# Your task
Give back an exact copy of the lines in the records below, from the line that has "const FONT: &str" through the line that has "fn clip_to_box(x1: f64, y1: f64, x2: f64, y2: f64)", and nothing besides.

..........

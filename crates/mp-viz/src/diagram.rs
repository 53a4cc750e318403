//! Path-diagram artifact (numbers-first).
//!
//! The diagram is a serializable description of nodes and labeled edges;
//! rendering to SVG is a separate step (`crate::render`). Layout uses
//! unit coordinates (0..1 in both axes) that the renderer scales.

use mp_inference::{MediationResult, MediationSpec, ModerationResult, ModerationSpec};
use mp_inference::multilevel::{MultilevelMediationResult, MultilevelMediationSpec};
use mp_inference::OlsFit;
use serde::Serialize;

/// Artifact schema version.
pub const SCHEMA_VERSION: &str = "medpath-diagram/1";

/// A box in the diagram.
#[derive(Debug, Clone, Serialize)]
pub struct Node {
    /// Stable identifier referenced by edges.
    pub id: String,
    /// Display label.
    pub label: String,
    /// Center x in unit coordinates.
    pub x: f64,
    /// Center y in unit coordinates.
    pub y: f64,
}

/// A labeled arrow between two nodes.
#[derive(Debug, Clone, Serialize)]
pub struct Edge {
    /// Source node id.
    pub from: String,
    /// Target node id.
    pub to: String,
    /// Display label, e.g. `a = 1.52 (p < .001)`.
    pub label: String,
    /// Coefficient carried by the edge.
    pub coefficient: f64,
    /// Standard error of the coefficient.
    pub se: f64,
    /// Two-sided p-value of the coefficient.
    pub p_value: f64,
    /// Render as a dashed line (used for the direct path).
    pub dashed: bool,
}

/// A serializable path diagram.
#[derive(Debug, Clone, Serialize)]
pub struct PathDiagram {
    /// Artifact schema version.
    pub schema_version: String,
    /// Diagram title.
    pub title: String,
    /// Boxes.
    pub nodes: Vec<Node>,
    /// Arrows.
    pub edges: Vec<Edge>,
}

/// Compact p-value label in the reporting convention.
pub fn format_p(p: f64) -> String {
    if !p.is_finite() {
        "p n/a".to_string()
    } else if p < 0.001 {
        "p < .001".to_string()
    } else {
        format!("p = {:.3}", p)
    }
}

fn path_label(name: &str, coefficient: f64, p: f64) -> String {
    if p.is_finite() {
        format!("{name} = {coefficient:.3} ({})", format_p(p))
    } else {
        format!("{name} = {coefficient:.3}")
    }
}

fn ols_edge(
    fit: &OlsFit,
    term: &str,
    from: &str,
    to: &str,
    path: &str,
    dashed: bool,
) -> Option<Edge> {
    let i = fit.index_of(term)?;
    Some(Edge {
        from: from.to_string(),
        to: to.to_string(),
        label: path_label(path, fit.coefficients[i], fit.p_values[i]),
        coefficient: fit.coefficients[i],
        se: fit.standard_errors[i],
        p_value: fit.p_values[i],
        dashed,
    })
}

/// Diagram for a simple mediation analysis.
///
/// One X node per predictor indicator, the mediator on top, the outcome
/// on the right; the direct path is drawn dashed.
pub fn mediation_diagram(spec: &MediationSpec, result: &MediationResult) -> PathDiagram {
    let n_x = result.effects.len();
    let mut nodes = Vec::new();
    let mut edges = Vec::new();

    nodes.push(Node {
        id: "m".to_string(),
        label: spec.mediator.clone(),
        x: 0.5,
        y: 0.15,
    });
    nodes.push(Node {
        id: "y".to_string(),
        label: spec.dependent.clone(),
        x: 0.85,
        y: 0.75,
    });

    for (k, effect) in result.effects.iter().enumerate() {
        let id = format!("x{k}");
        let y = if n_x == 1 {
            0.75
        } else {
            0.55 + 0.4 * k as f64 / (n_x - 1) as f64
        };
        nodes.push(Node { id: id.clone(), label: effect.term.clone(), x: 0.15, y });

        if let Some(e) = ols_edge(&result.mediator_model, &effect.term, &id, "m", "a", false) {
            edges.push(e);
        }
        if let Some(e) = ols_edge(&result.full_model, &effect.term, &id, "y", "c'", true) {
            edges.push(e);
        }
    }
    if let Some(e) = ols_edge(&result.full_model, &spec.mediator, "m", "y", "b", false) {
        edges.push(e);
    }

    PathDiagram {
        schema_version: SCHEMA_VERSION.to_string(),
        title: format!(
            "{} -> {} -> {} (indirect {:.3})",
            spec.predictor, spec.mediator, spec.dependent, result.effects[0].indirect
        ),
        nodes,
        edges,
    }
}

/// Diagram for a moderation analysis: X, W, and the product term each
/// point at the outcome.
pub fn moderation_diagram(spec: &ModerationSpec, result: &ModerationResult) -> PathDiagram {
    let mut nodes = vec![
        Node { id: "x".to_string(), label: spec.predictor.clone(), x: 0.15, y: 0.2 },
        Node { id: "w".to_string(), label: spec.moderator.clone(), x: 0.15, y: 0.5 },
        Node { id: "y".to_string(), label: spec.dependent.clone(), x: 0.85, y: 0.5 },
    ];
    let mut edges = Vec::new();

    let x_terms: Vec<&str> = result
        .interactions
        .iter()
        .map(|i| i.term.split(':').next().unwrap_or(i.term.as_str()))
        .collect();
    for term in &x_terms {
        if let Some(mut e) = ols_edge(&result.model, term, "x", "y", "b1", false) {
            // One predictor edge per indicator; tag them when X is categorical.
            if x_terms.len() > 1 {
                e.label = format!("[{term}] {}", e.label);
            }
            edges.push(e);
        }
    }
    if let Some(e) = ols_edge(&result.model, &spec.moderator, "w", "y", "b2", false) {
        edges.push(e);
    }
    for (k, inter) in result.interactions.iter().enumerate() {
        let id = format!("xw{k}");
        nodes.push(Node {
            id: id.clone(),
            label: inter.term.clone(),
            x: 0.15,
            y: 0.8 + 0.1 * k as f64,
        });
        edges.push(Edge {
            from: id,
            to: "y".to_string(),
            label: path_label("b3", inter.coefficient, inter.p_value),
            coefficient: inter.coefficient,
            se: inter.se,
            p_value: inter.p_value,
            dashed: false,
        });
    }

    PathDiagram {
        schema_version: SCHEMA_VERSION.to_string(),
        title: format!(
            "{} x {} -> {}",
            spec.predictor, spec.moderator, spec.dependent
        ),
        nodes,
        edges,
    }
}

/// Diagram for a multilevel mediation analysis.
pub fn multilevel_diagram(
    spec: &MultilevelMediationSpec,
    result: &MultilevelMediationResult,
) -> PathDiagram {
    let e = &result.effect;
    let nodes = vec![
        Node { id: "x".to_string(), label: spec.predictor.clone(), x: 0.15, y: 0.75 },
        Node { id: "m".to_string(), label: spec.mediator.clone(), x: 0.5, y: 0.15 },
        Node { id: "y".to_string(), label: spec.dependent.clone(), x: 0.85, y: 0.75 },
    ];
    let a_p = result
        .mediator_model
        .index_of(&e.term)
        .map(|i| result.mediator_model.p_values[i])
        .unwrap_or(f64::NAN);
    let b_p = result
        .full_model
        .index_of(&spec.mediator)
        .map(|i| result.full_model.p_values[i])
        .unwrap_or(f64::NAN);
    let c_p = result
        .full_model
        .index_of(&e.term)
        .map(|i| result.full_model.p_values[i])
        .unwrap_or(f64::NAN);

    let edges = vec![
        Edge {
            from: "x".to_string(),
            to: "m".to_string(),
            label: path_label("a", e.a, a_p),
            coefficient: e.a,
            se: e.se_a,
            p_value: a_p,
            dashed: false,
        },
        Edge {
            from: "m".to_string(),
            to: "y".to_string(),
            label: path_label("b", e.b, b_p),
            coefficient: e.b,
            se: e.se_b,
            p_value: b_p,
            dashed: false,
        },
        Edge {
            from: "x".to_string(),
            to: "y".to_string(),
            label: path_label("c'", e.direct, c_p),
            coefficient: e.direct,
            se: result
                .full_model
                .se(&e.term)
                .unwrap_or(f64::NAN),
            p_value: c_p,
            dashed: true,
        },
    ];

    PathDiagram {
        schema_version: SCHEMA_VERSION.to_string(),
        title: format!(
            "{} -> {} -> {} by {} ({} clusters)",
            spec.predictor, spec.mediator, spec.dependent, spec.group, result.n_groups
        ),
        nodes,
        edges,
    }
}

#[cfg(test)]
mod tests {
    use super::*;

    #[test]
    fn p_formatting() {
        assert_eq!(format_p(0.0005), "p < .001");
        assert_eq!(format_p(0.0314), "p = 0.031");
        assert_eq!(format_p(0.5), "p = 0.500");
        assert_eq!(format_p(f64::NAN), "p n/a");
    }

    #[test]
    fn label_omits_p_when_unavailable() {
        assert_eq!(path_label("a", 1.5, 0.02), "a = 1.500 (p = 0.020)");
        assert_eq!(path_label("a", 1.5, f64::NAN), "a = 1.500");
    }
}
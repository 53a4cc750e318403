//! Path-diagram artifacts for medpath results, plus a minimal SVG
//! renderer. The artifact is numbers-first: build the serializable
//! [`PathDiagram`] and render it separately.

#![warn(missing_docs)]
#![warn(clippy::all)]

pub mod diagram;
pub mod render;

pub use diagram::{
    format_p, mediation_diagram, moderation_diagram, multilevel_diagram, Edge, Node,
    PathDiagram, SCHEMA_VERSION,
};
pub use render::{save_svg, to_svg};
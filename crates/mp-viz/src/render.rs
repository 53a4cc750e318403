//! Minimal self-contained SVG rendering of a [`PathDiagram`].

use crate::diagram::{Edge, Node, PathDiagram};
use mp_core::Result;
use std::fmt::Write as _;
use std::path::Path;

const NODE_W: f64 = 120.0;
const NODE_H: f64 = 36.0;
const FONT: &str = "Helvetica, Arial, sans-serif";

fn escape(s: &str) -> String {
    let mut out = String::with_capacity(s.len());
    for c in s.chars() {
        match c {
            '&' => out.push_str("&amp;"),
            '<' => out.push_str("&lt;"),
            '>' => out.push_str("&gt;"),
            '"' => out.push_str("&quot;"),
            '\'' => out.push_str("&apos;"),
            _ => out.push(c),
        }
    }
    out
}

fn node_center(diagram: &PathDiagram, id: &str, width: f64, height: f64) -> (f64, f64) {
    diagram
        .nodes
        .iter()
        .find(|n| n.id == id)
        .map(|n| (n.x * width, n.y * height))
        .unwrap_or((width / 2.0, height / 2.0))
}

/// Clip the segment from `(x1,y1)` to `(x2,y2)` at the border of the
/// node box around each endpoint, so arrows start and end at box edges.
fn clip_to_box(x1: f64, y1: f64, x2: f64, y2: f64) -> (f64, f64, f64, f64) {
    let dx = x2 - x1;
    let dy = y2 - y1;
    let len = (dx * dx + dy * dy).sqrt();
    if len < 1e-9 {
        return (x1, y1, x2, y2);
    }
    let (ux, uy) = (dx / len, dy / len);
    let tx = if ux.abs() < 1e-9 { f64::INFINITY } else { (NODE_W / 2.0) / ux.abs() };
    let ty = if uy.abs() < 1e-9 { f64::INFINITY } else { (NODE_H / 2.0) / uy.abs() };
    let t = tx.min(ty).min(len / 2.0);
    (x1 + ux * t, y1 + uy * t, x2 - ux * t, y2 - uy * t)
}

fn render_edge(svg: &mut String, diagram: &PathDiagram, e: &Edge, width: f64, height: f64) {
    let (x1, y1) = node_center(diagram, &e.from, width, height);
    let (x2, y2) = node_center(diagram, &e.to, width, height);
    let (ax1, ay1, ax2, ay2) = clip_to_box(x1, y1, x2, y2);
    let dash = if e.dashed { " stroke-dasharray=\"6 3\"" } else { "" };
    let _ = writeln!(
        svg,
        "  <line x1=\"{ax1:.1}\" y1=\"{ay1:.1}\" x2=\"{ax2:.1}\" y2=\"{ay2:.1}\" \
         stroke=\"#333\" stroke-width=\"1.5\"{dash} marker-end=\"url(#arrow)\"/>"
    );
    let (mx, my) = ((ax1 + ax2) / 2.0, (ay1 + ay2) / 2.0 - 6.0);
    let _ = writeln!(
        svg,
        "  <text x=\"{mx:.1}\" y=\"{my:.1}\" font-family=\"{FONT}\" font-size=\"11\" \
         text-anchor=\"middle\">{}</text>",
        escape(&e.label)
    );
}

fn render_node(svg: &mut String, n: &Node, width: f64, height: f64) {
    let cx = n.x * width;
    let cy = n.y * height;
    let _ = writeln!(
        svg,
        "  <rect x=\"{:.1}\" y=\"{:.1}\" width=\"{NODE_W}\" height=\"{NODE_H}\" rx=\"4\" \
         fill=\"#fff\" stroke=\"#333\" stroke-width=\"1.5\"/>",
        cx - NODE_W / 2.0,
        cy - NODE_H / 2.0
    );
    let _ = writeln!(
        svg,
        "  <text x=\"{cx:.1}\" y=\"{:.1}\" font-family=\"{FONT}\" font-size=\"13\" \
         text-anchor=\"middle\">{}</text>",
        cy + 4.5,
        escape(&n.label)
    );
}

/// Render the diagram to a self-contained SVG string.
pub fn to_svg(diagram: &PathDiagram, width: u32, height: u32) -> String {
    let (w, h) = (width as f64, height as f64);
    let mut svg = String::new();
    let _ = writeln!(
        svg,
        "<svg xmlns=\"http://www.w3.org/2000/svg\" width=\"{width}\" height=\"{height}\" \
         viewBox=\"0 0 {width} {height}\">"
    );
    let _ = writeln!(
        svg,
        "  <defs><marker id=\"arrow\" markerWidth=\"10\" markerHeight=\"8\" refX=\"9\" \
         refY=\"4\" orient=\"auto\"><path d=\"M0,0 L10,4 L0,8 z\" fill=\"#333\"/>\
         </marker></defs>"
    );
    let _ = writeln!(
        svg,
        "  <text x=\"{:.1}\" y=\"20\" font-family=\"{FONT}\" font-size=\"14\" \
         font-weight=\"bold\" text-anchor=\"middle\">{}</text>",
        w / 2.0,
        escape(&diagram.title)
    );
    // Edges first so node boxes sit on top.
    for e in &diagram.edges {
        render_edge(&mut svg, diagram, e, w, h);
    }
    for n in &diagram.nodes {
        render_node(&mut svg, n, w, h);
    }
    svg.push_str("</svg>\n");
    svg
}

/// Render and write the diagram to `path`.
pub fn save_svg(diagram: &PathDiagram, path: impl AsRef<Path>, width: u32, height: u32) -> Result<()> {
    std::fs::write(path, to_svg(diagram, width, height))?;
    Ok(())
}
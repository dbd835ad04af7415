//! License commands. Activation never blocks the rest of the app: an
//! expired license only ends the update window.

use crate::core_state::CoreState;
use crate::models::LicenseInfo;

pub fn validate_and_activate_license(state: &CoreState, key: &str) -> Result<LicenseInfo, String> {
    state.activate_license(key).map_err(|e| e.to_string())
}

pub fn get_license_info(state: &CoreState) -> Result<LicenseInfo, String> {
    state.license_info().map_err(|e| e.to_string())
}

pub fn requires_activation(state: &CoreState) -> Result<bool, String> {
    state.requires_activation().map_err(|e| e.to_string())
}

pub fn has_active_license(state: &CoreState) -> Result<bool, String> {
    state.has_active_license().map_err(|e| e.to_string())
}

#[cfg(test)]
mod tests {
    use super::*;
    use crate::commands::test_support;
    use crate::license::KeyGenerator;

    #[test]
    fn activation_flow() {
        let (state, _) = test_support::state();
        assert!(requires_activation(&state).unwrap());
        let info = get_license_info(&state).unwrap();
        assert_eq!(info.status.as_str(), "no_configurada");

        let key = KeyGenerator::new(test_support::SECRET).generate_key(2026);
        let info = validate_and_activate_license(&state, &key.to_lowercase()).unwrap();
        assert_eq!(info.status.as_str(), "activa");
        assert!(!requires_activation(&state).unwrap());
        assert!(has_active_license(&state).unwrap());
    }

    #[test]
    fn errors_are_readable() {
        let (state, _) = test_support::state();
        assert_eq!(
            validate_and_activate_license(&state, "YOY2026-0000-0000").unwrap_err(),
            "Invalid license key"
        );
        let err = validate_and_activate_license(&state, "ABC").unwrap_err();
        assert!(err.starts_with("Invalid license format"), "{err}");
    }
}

..........

# Answer for the task
const FONT: &str = "Helvetica, Arial, sans-serif";

fn escape(s: &str) -> String {
    let mut out = String::with_capacity(s.len());
    for c in s.chars() {
        match c {
            '&' => out.push_str("&amp;"),
            '<' => out.push_str("&lt;"),
            '>' => out.push_str("&gt;"),
            '"' => out.push_str("&quot;"),
            '\'' => out.push_str("&apos;"),
            _ => out.push(c),
        }
    }
    out
}

fn node_center(diagram: &PathDiagram, id: &str, width: f64, height: f64) -> (f64, f64) {
    diagram
        .nodes
        .iter()
        .find(|n| n.id == id)
        .map(|n| (n.x * width, n.y * height))
        .unwrap_or((width / 2.0, height / 2.0))
}

/// Clip the segment from `(x1,y1)` to `(x2,y2)` at the border of the
/// node box around each endpoint, so arrows start and end at box edges.
fn clip_to_box(x1: f64, y1: f64, x2: f64, y2: f64) -> (f64, f64, f64, f64) {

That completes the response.